• Exercise requirements
Going line by line through the records below, count those with the word "over" and give only the count.

• Material to process

▬▬▬

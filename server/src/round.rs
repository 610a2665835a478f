//! One question played out turn by turn
//!
//! A round keeps its own list of players still allowed to answer. The turn
//! cursor walks that list round-robin; a correct answer moves it on, a
//! wrong answer or any sentinel drops the player on move from the round.
//! The round is over once nobody is left.

use crate::game::Roster;
use crate::player::PlayerId;
use log::{debug, info, warn};
use shared::{
    regular_answer_time, round_answer_time, Answer, ClientAnswer, Question, Turn,
    NO_ANSWER_INDEX, PLAYER_PASSES, SUB_QUESTION_COUNT,
};

#[derive(Debug, Clone, Copy, PartialEq, Eq)]
pub enum RoundProgress {
    Continue,
    Finished,
}

#[derive(Debug)]
pub struct Round {
    number: u32,
    question: Question,
    players: Vec<PlayerId>,
    cursor: usize,
    revealed: [bool; SUB_QUESTION_COUNT],
}

impl Round {
    /// Builds a round over a snapshot of the roster. The first player on
    /// move is `(number - 1) mod roster size`.
    pub fn new(number: u32, question: Question, roster: &Roster) -> Self {
        let players = roster.ids();
        let cursor = if players.is_empty() {
            0
        } else {
            (number.saturating_sub(1) as usize) % players.len()
        };

        Self {
            number,
            question,
            players,
            cursor,
            revealed: [false; SUB_QUESTION_COUNT],
        }
    }

    pub fn number(&self) -> u32 {
        self.number
    }

    pub fn question(&self) -> &Question {
        &self.question
    }

    pub fn into_question(self) -> Question {
        self.question
    }

    /// Players still eligible to answer, in turn order
    pub fn players(&self) -> &[PlayerId] {
        &self.players
    }

    pub fn current_player(&self) -> Option<PlayerId> {
        self.players.get(self.cursor).copied()
    }

    pub fn is_finished(&self) -> bool {
        self.players.is_empty()
    }

    /// Announces the round and arms the first player's deadline.
    pub fn start(&self, roster: &Roster) {
        info!(
            "Round {} starts: {} ({} players)",
            self.number,
            self.question.text,
            self.players.len()
        );
        roster.send_start(self.number, &self.question.redacted(), &self.turn(roster));

        if let Some(id) = self.current_player() {
            roster.expect_answer(id, round_answer_time(self.number));
        }
    }

    /// Applies the answer of the player on move and announces the result.
    pub fn process_answer(&mut self, answer: ClientAnswer, roster: &mut Roster) -> RoundProgress {
        let Some(id) = self.current_player() else {
            return RoundProgress::Finished;
        };
        let name = roster.name_of(id).unwrap_or_default().to_string();

        let mut answer = answer;
        if !answer.is_no_answer() && !self.is_open_sub_question(answer.answer_id) {
            warn!(
                "{} answered sub-question {} which is not open, dropping the player",
                name, answer.answer_id
            );
            roster.close(id);
            answer = ClientAnswer::disconnected();
        }

        let (player_answer_index, correct_answer_index) = if answer.is_no_answer() {
            self.remove_current();
            if answer.answer_id == PLAYER_PASSES {
                if let Some(player) = roster.get_mut(id) {
                    player.reset_no_activity();
                }
            } else {
                roster.check_no_activity(answer.answer_id, id);
            }
            (NO_ANSWER_INDEX, NO_ANSWER_INDEX)
        } else {
            let correct_index = self.reveal(answer.answer_id);
            self.evaluate_answer(id, &name, answer.player_answer_index, correct_index, roster);
            (answer.player_answer_index, correct_index)
        };

        roster.send_answer(&Answer {
            answer_id: answer.answer_id,
            player_name: name,
            player_answer_index,
            correct_answer_index,
            turn: self.turn(roster),
        });

        match self.current_player() {
            Some(next) => {
                roster.expect_answer(next, regular_answer_time());
                RoundProgress::Continue
            }
            None => RoundProgress::Finished,
        }
    }

    /// Removes a player who is not on move, keeping the cursor on the
    /// player who is. Returns false if the player was not in the round.
    pub fn withdraw(&mut self, id: PlayerId) -> bool {
        let Some(position) = self.players.iter().position(|&p| p == id) else {
            return false;
        };

        self.players.remove(position);
        if position < self.cursor {
            self.cursor -= 1;
        }
        if self.cursor >= self.players.len() {
            self.cursor = 0;
        }
        true
    }

    fn evaluate_answer(
        &mut self,
        id: PlayerId,
        name: &str,
        player_answer_index: i32,
        correct_index: i32,
        roster: &mut Roster,
    ) {
        let Some(player) = roster.get_mut(id) else {
            self.remove_current();
            return;
        };
        player.reset_no_activity();

        if player_answer_index == correct_index {
            player.increase_score();
            self.move_cursor();
        } else {
            debug!("{} answered wrong and is out of round {}", name, self.number);
            player.reset_score();
            self.remove_current();
        }
    }

    fn is_open_sub_question(&self, answer_id: i32) -> bool {
        usize::try_from(answer_id)
            .ok()
            .and_then(|index| self.revealed.get(index))
            .map_or(false, |revealed| !revealed)
    }

    /// Marks a sub-question answered and returns its correct index.
    fn reveal(&mut self, answer_id: i32) -> i32 {
        if let Ok(index) = usize::try_from(answer_id) {
            if let Some(flag) = self.revealed.get_mut(index) {
                *flag = true;
            }
        }
        self.question
            .sub_question(answer_id)
            .map_or(NO_ANSWER_INDEX, |sub_question| sub_question.correct_index)
    }

    fn move_cursor(&mut self) {
        self.cursor = (self.cursor + 1) % self.players.len();
    }

    fn remove_current(&mut self) {
        if self.cursor < self.players.len() {
            self.players.remove(self.cursor);
        }
        if self.cursor == self.players.len() {
            self.cursor = 0;
        }
    }

    fn turn(&self, roster: &Roster) -> Turn {
        let on_move = self
            .current_player()
            .and_then(|id| roster.name_of(id))
            .map(str::to_string);
        Turn::new(on_move, self.players.len(), roster.len())
    }
}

▬▬▬

• Written solution
2